EXERCISE PROMPT — Report all lines of the data below that hold the word "audio".

PROVIDED DATA —

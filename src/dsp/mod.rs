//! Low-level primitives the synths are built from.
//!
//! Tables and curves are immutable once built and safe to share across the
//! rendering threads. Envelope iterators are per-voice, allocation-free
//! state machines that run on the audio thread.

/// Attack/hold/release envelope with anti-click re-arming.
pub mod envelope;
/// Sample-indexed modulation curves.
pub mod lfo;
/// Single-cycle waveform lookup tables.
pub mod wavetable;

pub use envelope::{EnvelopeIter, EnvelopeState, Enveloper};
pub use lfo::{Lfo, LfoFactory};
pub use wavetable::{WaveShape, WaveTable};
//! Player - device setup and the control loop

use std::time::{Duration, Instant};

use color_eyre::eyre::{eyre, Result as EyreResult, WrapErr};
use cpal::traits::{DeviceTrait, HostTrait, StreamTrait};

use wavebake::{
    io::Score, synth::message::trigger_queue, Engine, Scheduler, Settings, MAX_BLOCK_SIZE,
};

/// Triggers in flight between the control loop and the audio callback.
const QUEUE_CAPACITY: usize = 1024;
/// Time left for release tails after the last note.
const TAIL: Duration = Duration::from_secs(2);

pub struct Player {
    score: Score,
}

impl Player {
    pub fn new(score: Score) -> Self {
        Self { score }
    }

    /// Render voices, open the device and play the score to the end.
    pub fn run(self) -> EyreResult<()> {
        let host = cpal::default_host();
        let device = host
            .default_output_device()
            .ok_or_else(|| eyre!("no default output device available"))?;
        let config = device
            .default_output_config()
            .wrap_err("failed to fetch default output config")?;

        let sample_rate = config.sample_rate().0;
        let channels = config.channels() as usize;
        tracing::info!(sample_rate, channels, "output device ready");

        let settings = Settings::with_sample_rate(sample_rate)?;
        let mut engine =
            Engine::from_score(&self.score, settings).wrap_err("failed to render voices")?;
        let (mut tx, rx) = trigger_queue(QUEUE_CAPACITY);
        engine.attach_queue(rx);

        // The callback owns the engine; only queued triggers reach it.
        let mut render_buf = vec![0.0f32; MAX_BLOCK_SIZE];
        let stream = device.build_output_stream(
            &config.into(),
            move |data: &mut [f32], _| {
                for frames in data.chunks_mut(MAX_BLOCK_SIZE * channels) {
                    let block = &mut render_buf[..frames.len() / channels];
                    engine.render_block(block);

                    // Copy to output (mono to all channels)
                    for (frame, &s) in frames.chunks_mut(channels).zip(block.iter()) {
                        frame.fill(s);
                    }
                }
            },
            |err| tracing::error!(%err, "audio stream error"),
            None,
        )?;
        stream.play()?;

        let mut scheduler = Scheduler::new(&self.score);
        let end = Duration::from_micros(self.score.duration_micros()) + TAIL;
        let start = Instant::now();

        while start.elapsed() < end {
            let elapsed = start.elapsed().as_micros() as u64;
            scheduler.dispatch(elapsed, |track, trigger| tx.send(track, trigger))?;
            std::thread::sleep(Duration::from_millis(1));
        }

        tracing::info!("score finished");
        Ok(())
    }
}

YOUR SOLUTION —
//! state machines that run on the audio thread.
/// Triggers in flight between the control loop and the audio callback.
            |err| tracing::error!(%err, "audio stream error"),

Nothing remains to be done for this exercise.